Blindstrom/Blindarbeit

Zum Antrieb von Transformatoren (die wiederum elektrische Verbraucher antreiben) wird Strom benötigt. Dieser wird jedoch nicht wirklich verbraucht, sondern pendelt in den Stromleitungen (Aufbau elektromagnetischer und elektrischer Felder) und reduziert somit die Übertragungskapazität. Für einen Teil der in Kilovoltamperereaktivstunden (kVarh) gemessenen Blindarbeit wird ein zusätzliches Entgelt berechnet, wobei dieses Entgelt mit ca. 0,90 bis 1,30 Ct/kVarh deutlich niedriger ausfällt als das Entgelt für die Wirkarbeit. Abhängig ist die Berechnung vom Wirkfaktor Cosinus phi, der das Verhältnis von Leistung zu Scheinleistung beschreibt. Der Wert kann zwischen 0 und 1 liegen, wobei ein Wert von 1 bedeutet, dass keine Übertragungsverluste entstehen und somit auch kein Blindstrom berechnet werden kann.
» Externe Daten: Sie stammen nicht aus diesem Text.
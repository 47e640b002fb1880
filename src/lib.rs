//! Herd Match - cattle registry, breeding match and welfare reporting service
//!
//! The library holds the matching core (compatibility scoring, candidate
//! filtering and the match lifecycle), the data collaborators it runs
//! against, and the actix-web routes that expose it.

pub mod config;
pub mod core;
pub mod models;
pub mod routes;
pub mod services;

// Re-export commonly used types
pub use crate::core::{compatibility_score, ActorContext, CoreError, MatchLifecycle, Registry, WelfareDesk};
pub use crate::models::{Animal, BreedingMatch, MatchPolicy, MatchStatus, ScoringWeights, Sex, WelfareReport};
Wird die beim jeweiligen Netzbetreiber geltende Grenze unterschritten (z.B. cos(phi) 0,9), wird hierfür dann ein zusätzliches Entgelt fällig. Sofern es wirtschaftlich sinnvoll ist, kann eine Blindstromkompensationsanlage eingesetzt werden um die Entstehung von Blindstrom zu reduzieren bzw. zu vermeiden.